What the task requires ▸ Give the lines below again exactly, starting with the line that holds "let block = match" and going on through the line that holds "ty: declaration".

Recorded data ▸
//! Statements and blocks.

use super::{first_of_kind, named, named_after, token, Lowerer, PREPROC_BRANCHES};
use crate::common::Span;
use crate::syntax::ast::*;
use tree_sitter::Node;

impl<'a> Lowerer<'a> {
    pub(super) fn block(&self, node: Node) -> Block {
        Block {
            stmts: self.stmts(named(node)),
            span: self.span(node),
        }
    }

    fn stmts(&self, nodes: Vec<Node>) -> Vec<Stmt> {
        nodes
            .into_iter()
            .filter(|n| !n.is_error())
            .map(|n| self.stmt(n))
            .collect()
    }

    fn boxed_stmt(&self, node: Node, field: &str) -> Box<Stmt> {
        Box::new(match node.child_by_field_name(field) {
            Some(stmt) => self.stmt(stmt),
            None => Stmt {
                kind: StmtKind::Empty,
                span: Span::empty(self.span(node).end),
            },
        })
    }

    fn field_expr(&self, node: Node, field: &str) -> Expr {
        match node.child_by_field_name(field) {
            Some(expr) => self.expr(expr),
            None => Expr::opaque(Span::empty(self.span(node).end)),
        }
    }

    /// The single expression child of `return`, `throw` and friends.
    fn optional_expr(&self, node: Node) -> Option<Expr> {
        named(node).into_iter().next().map(|e| self.expr(e))
    }

    pub(super) fn stmt(&self, node: Node) -> Stmt {
        let kind = match node.kind() {
            "block" => StmtKind::Block(self.block(node)),
            "local_declaration_statement" => self.local_declaration(node),
            "local_function_statement" => StmtKind::LocalFunction(Box::new(self.local_function(node))),
            "expression_statement" => match named(node).into_iter().next() {
                Some(expr) => StmtKind::Expr(self.expr(expr)),
                None => StmtKind::Empty,
            },
            "return_statement" => StmtKind::Return(self.optional_expr(node)),
            "throw_statement" => StmtKind::Throw(self.optional_expr(node)),
            "yield_statement" => StmtKind::Yield(self.optional_expr(node)),
            "if_statement" => StmtKind::If {
                cond: self.field_expr(node, "condition"),
                then: self.boxed_stmt(node, "consequence"),
                otherwise: node.child_by_field_name("alternative").map(|s| Box::new(self.stmt(s))),
            },
            "while_statement" => StmtKind::While {
                cond: self.field_expr(node, "condition"),
                body: self.boxed_stmt(node, "body"),
            },
            "do_statement" => StmtKind::DoWhile {
                body: self.boxed_stmt(node, "body"),
                cond: self.field_expr(node, "condition"),
            },
            "for_statement" => self.for_stmt(node),
            "foreach_statement" => self.foreach_stmt(node),
            "using_statement" => {
                let resource = named(node)
                    .into_iter()
                    .find(|c| Some(*c) != node.child_by_field_name("body"))
                    .map(|r| Box::new(self.resource(r)));
                StmtKind::Using {
                    resource,
                    body: Some(self.boxed_stmt(node, "body")),
                }
            }
            "lock_statement" => {
                let parts = named(node);
                match parts.as_slice() {
                    [expr, body] => StmtKind::Lock {
                        expr: self.expr(*expr),
                        body: Box::new(self.stmt(*body)),
                    },
                    _ => StmtKind::Unknown,
                }
            }
            "try_statement" => self.try_stmt(node),
            "switch_statement" => self.switch_stmt(node),
            "break_statement" => StmtKind::Break,
            "continue_statement" => StmtKind::Continue,
            "empty_statement" => StmtKind::Empty,
            "checked_statement" | "unsafe_statement" => match first_of_kind(node, "block") {
                Some(block) => StmtKind::Block(self.block(block)),
                None => StmtKind::Unknown,
            },
            // the statement a label or `fixed` guards
            "labeled_statement" | "fixed_statement" => match named(node).into_iter().last() {
                Some(inner) if inner.kind() != "identifier" => return self.stmt(inner),
                _ => StmtKind::Unknown,
            },
            kind if PREPROC_BRANCHES.contains(&kind) => StmtKind::Block(Block {
                stmts: self.stmts(
                    named(node)
                        .into_iter()
                        .filter(|c| Some(*c) != node.child_by_field_name("condition"))
                        .collect(),
                ),
                span: self.span(node),
            }),
            _ => StmtKind::Unknown,
        };
        Stmt {
            kind,
            span: self.span(node),
        }
    }

    fn local_declaration(&self, node: Node) -> StmtKind {
        let Some(decl) = first_of_kind(node, "variable_declaration") else {
            return StmtKind::Unknown;
        };
        let (ty, declarators) = self.variable_declaration(decl);
        let is_const = self
            .modifiers(node)
            .iter()
            .any(|m| m.kind == ModifierKind::Const);
        let local = StmtKind::LocalDecl {
            ty,
            declarators,
            is_const,
        };
        if token(node, "using").is_none() {
            return local;
        }
        // `using var x = ...;`
        StmtKind::Using {
            resource: Some(Box::new(Stmt {
                kind: local,
                span: self.span(decl),
            })),
            body: None,
        }
    }

    /// Declaration or expression inside `using (...)`.
    fn resource(&self, node: Node) -> Stmt {
        let kind = if node.kind() == "variable_declaration" {
            let (ty, declarators) = self.variable_declaration(node);
            StmtKind::LocalDecl {
                ty,
                declarators,
                is_const: false,
            }
        } else {
            StmtKind::Expr(self.expr(node))
        };
        Stmt {
            kind,
            span: self.span(node),
        }
    }

    fn for_stmt(&self, node: Node) -> StmtKind {
        let mut cursor = node.walk();
        let init = node
            .children_by_field_name("initializer", &mut cursor)
            .filter(|c| c.is_named())
            .map(|c| self.resource(c))
            .collect();
        let mut cursor = node.walk();
        let step = node
            .children_by_field_name("update", &mut cursor)
            .filter(|c| c.is_named())
            .map(|c| self.expr(c))
            .collect();
        StmtKind::For {
            init,
            cond: node.child_by_field_name("condition").map(|c| self.expr(c)),
            step,
            body: self.boxed_stmt(node, "body"),
        }
    }

    fn foreach_stmt(&self, node: Node) -> StmtKind {
        let left = node.child_by_field_name("left");
        let (ty, name) = match (node.child_by_field_name("type"), left) {
            (Some(ty), Some(name)) if name.kind() == "identifier" => (self.type_ref(ty), self.ident(name)),
            // deconstruction: `var (a, b) in ...`
            _ => {
                let at = left.unwrap_or(node);
                (
                    self.missing_type(at),
                    Ident {
                        text: String::new(),
                        span: Span::empty(self.span(at).start),
                    },
                )
            }
        };
        StmtKind::ForEach {
            ty,
            name,
            expr: self.field_expr(node, "right"),
            body: self.boxed_stmt(node, "body"),
        }
    }

    fn try_stmt(&self, node: Node) -> StmtKind {
        let block = match node.child_by_field_name("body") {
            Some(b) => self.block(b),
            None => Block {
                stmts: Vec::new(),
                span: Span::empty(self.span(node).end),
            },
        };
        let catches = named(node)
            .into_iter()
            .filter(|c| c.kind() == "catch_clause")
            .filter_map(|clause| {
                let declaration = first_of_kind(clause, "catch_declaration");
                Some(CatchClause {
                    ty: declaration
                        .and_then(|d| d.child_by_field_name("type"))
                        .map(|t| self.type_ref(t)),
                    name: declaration
                        .and_then(|d| d.child_by_field_name("name"))
                        .map(|n| self.ident(n)),
                    filter: first_of_kind(clause, "catch_filter_clause")
                        .and_then(|f| named(f).into_iter().next())
                        .map(|e| self.expr(e)),
                    block: self.block(clause.child_by_field_name("body")?),
                })
            })
            .collect();
        let finally = first_of_kind(node, "finally_clause")
            .and_then(|f| first_of_kind(f, "block"))
            .map(|b| self.block(b));
        StmtKind::Try {
            block,
            catches,
            finally,
        }
    }

    fn switch_stmt(&self, node: Node) -> StmtKind {
        let sections = node
            .child_by_field_name("body")
            .map(|body| {
                named(body)
                    .into_iter()
                    .filter(|s| s.kind() == "switch_section")
                    .map(|section| {
                        // patterns and `when` clauses are kept opaque
                        let colon_end = token(section, ":")
                            .map_or(self.span(section).end, |c| self.span(c).end);
                        let label = Expr::opaque(Span::new(self.span(section).start, colon_end));
                        let mut stmts = Vec::new();
                        let mut next = named_after(section, ":");
                        while let Some(stmt) = next {
                            if !stmt.is_extra() && !stmt.is_error() {
                                stmts.push(self.stmt(stmt));
                            }
                            next = stmt.next_named_sibling();
                        }
                        SwitchSection {
                            labels: vec![label],
                            stmts,
                        }
                    })
                    .collect()
            })
            .unwrap_or_default();
        StmtKind::Switch {
            expr: self.field_expr(node, "value"),
            sections,
        }
    }
}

Exercise output ▸
        let block = match node.child_by_field_name("body") {
            Some(b) => self.block(b),
            None => Block {
                stmts: Vec::new(),
                span: Span::empty(self.span(node).end),
            },
        };
        let catches = named(node)
            .into_iter()
            .filter(|c| c.kind() == "catch_clause")
            .filter_map(|clause| {
                let declaration = first_of_kind(clause, "catch_declaration");
                Some(CatchClause {
                    ty: declaration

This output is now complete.